Copy verbatim the block of lines in the entries below whose first line contains "let contents = fs::read_to_string(path).with_context(||" and whose last line contains "file + rename).". Leave out all other lines.

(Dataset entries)
════════════════════

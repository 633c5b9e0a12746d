//! Agent configuration stored in `autopentest.toml` at the workspace root.

use std::fs;
use std::path::{Path, PathBuf};
use std::time::Duration;

use anyhow::{Context, Result, anyhow};
use serde::{Deserialize, Serialize};
use tracing::debug;

use crate::core::planning::ContextWindow;

pub const CONFIG_FILE: &str = "autopentest.toml";

pub const ENV_APPROVAL: &str = "AUTOPENTEST_APPROVAL";
pub const ENV_COMMAND_TIMEOUT: &str = "AUTOPENTEST_COMMAND_TIMEOUT";
pub const ENV_MAX_ITERATIONS: &str = "AUTOPENTEST_MAX_ITERATIONS";

/// Agent configuration (TOML).
///
/// Missing fields take their defaults, and a missing file is the default
/// configuration. Environment overrides are applied on top by
/// [`AgentConfig::apply_env_overrides`].
#[derive(Debug, Clone, Serialize, Deserialize, PartialEq, Eq)]
#[serde(default)]
pub struct AgentConfig {
    /// Ask the operator before running safe and caution commands.
    pub approval_enabled: bool,

    pub command_timeout_secs: u64,

    /// Upper bound on executed iterations per run.
    pub max_iterations: u32,

    /// Blocked or rejected proposals in a row before the run is abandoned.
    pub max_consecutive_rejections: u32,

    /// Iteration records shown to the planner.
    pub history_window: usize,

    /// Per-stream output bytes shown to the planner for each record.
    pub context_output_limit_bytes: usize,

    /// Per-stream output bytes kept in memory for each command.
    pub output_limit_bytes: usize,

    pub max_parallel: usize,

    /// Time between SIGTERM and SIGKILL when a command times out.
    pub kill_grace_ms: u64,

    /// External rule table replacing the built-in one.
    pub rules_path: Option<PathBuf>,

    pub planner: PlannerConfig,
    pub elevation: ElevationConfig,
    pub retention: RetentionConfig,
}

#[derive(Debug, Clone, Serialize, Deserialize, PartialEq, Eq)]
#[serde(default)]
pub struct PlannerConfig {
    /// Planner CLI argv; the prompt is written to its stdin.
    pub command: Vec<String>,
    pub timeout_secs: u64,
    pub protocol_retries: u32,
    pub transport_retries: u32,
    /// Initial transport retry delay; doubled on each retry.
    pub backoff_ms: u64,
}

#[derive(Debug, Clone, Serialize, Deserialize, PartialEq, Eq)]
#[serde(default)]
pub struct ElevationConfig {
    /// Environment variable holding the sudo password, read per call.
    pub credential_env: String,
    /// Extra variables removed from command and planner environments.
    pub scrub_env: Vec<String>,
}

#[derive(Debug, Clone, Serialize, Deserialize, PartialEq, Eq)]
#[serde(default)]
pub struct RetentionConfig {
    pub older_than_days: u32,
    pub keep_minimum: usize,
}

impl Default for AgentConfig {
    fn default() -> Self {
        Self {
            approval_enabled: true,
            command_timeout_secs: 120,
            max_iterations: 15,
            max_consecutive_rejections: 5,
            history_window: 8,
            context_output_limit_bytes: 4000,
            output_limit_bytes: 1_000_000,
            max_parallel: 4,
            kill_grace_ms: 2000,
            rules_path: None,
            planner: PlannerConfig::default(),
            elevation: ElevationConfig::default(),
            retention: RetentionConfig::default(),
        }
    }
}

impl Default for PlannerConfig {
    fn default() -> Self {
        Self {
            command: vec!["codex".to_string(), "exec".to_string(), "-".to_string()],
            timeout_secs: 300,
            protocol_retries: 2,
            transport_retries: 3,
            backoff_ms: 500,
        }
    }
}

impl Default for ElevationConfig {
    fn default() -> Self {
        Self {
            credential_env: "AUTOPENTEST_SUDO_PASSWORD".to_string(),
            scrub_env: Vec::new(),
        }
    }
}

impl Default for RetentionConfig {
    fn default() -> Self {
        Self {
            older_than_days: 30,
            keep_minimum: 5,
        }
    }
}

impl AgentConfig {
    pub fn validate(&self) -> Result<()> {
        if self.command_timeout_secs == 0 {
            return Err(anyhow!("command_timeout_secs must be > 0"));
        }
        if self.max_iterations == 0 {
            return Err(anyhow!("max_iterations must be > 0"));
        }
        if self.max_consecutive_rejections == 0 {
            return Err(anyhow!("max_consecutive_rejections must be > 0"));
        }
        if self.history_window == 0 {
            return Err(anyhow!("history_window must be > 0"));
        }
        if self.context_output_limit_bytes == 0 {
            return Err(anyhow!("context_output_limit_bytes must be > 0"));
        }
        if self.output_limit_bytes == 0 {
            return Err(anyhow!("output_limit_bytes must be > 0"));
        }
        if self.max_parallel == 0 {
            return Err(anyhow!("max_parallel must be > 0"));
        }
        if self.planner.command.is_empty() || self.planner.command[0].trim().is_empty() {
            return Err(anyhow!("planner.command must be a non-empty array"));
        }
        if self.planner.timeout_secs == 0 {
            return Err(anyhow!("planner.timeout_secs must be > 0"));
        }
        if self.elevation.credential_env.trim().is_empty() {
            return Err(anyhow!("elevation.credential_env must not be empty"));
        }
        Ok(())
    }

    /// Apply `AUTOPENTEST_*` overrides from `lookup` (normally `std::env::var`).
    pub fn apply_env_overrides(&mut self, lookup: impl Fn(&str) -> Option<String>) -> Result<()> {
        if let Some(raw) = lookup(ENV_APPROVAL) {
            self.approval_enabled = parse_flag(&raw)
                .with_context(|| format!("parse {ENV_APPROVAL}={raw}"))?;
            debug!(approval_enabled = self.approval_enabled, "approval overridden from env");
        }
        if let Some(raw) = lookup(ENV_COMMAND_TIMEOUT) {
            self.command_timeout_secs = raw
                .trim()
                .parse()
                .with_context(|| format!("parse {ENV_COMMAND_TIMEOUT}={raw}"))?;
        }
        if let Some(raw) = lookup(ENV_MAX_ITERATIONS) {
            self.max_iterations = raw
                .trim()
                .parse()
                .with_context(|| format!("parse {ENV_MAX_ITERATIONS}={raw}"))?;
        }
        self.validate()
    }

    pub fn command_timeout(&self) -> Duration {
        Duration::from_secs(self.command_timeout_secs)
    }

    pub fn kill_grace(&self) -> Duration {
        Duration::from_millis(self.kill_grace_ms)
    }

    pub fn context_window(&self) -> ContextWindow {
        ContextWindow {
            max_records: self.history_window,
            output_limit_bytes: self.context_output_limit_bytes,
        }
    }

    /// Variables never passed to children: the credential plus `scrub_env`.
    pub fn scrubbed_env(&self) -> Vec<String> {
        let mut vars = vec![self.elevation.credential_env.clone()];
        for var in &self.elevation.scrub_env {
            if !vars.contains(var) {
                vars.push(var.clone());
            }
        }
        vars
    }
}

fn parse_flag(raw: &str) -> Result<bool> {
    match raw.trim().to_ascii_lowercase().as_str() {
        "1" | "true" | "yes" | "on" => Ok(true),
        "0" | "false" | "no" | "off" => Ok(false),
        other => Err(anyhow!("expected true/false, got '{other}'")),
    }
}

pub fn config_path(root: &Path) -> PathBuf {
    root.join(CONFIG_FILE)
}

/// Load config from a TOML file.
///
/// If the file is missing, returns `AgentConfig::default()`.
pub fn load_config(path: &Path) -> Result<AgentConfig> {
    if !path.exists() {
        let cfg = AgentConfig::default();
        cfg.validate()?;
        return Ok(cfg);
    }
    let contents = fs::read_to_string(path).with_context(|| format!("read {}", path.display()))?;
    let cfg: AgentConfig =
        toml::from_str(&contents).with_context(|| format!("parse {}", path.display()))?;
    cfg.validate()?;
    Ok(cfg)
}

/// Atomically write config to disk (temp file + rename).
pub fn write_config(path: &Path, cfg: &AgentConfig) -> Result<()> {
    cfg.validate()?;
    let mut buf = toml::to_string_pretty(cfg).context("serialize config toml")?;
    buf.push('\n');
    let parent = path
        .parent()
        .with_context(|| format!("config path missing parent {}", path.display()))?;
    fs::create_dir_all(parent).with_context(|| format!("create directory {}", parent.display()))?;
    let tmp_path = path.with_extension("toml.tmp");
    fs::write(&tmp_path, buf)
        .with_context(|| format!("write temp config {}", tmp_path.display()))?;
    fs::rename(&tmp_path, path).with_context(|| format!("replace config {}", path.display()))?;
    Ok(())
}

════════════════════

Answer area -
    let contents = fs::read_to_string(path).with_context(|| format!("read {}", path.display()))?;
    let cfg: AgentConfig =
        toml::from_str(&contents).with_context(|| format!("parse {}", path.display()))?;
    cfg.validate()?;
    Ok(cfg)
}

/// Atomically write config to disk (temp file + rename).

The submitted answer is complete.